**** Data listing
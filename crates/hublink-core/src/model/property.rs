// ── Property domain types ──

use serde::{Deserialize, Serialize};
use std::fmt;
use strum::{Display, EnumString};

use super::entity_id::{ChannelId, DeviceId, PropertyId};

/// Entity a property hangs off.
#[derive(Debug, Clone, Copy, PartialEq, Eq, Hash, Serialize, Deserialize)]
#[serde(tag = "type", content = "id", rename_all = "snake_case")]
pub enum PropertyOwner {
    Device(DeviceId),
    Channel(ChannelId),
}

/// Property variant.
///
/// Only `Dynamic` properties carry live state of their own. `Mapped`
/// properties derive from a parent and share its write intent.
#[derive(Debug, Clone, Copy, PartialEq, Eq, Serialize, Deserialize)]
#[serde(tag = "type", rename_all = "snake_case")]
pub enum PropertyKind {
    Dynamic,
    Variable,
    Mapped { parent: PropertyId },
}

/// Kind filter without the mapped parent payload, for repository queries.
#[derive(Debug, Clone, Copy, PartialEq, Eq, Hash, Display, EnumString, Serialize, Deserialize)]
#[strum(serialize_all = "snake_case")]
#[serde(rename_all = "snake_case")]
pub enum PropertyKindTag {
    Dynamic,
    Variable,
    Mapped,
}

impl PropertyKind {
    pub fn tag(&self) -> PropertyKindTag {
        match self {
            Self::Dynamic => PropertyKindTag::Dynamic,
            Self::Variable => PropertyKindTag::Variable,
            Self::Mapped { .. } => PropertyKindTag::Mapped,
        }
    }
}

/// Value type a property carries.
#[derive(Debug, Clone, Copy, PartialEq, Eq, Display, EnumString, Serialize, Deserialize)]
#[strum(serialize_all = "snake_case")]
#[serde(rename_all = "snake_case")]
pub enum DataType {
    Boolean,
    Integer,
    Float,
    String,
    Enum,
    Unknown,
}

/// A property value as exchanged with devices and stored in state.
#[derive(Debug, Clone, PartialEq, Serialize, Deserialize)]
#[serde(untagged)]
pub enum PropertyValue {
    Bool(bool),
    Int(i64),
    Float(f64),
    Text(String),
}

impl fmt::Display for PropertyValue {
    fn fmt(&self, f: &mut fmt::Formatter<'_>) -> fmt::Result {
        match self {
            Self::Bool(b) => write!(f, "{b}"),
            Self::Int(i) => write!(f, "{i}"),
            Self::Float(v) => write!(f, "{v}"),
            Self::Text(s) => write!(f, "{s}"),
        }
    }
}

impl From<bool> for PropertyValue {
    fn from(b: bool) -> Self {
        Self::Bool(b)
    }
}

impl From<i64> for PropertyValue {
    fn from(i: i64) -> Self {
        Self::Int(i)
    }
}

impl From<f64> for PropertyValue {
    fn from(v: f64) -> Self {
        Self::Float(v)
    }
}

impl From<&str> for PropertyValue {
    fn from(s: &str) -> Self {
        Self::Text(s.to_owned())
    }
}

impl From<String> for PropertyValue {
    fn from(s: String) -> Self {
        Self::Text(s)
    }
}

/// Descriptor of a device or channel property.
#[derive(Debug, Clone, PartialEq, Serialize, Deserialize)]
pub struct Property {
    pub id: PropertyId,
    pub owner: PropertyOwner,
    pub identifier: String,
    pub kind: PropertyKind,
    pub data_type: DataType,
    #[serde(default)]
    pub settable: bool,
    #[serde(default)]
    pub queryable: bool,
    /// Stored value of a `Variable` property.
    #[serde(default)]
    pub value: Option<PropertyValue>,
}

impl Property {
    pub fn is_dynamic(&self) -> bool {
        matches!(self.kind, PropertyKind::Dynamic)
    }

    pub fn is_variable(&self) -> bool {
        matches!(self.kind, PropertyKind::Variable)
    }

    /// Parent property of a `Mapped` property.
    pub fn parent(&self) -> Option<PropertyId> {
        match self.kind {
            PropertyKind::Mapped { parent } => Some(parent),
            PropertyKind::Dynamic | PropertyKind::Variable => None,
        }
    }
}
********
• [Exercise requirements]: Return each line in the records that holds the string "Hash".

• [Response]:
#[derive(Debug, Clone, Copy, PartialEq, Eq, Hash, Serialize, Deserialize)]
#[derive(Debug, Clone, Copy, PartialEq, Eq, Hash, Display, EnumString, Serialize, Deserialize)]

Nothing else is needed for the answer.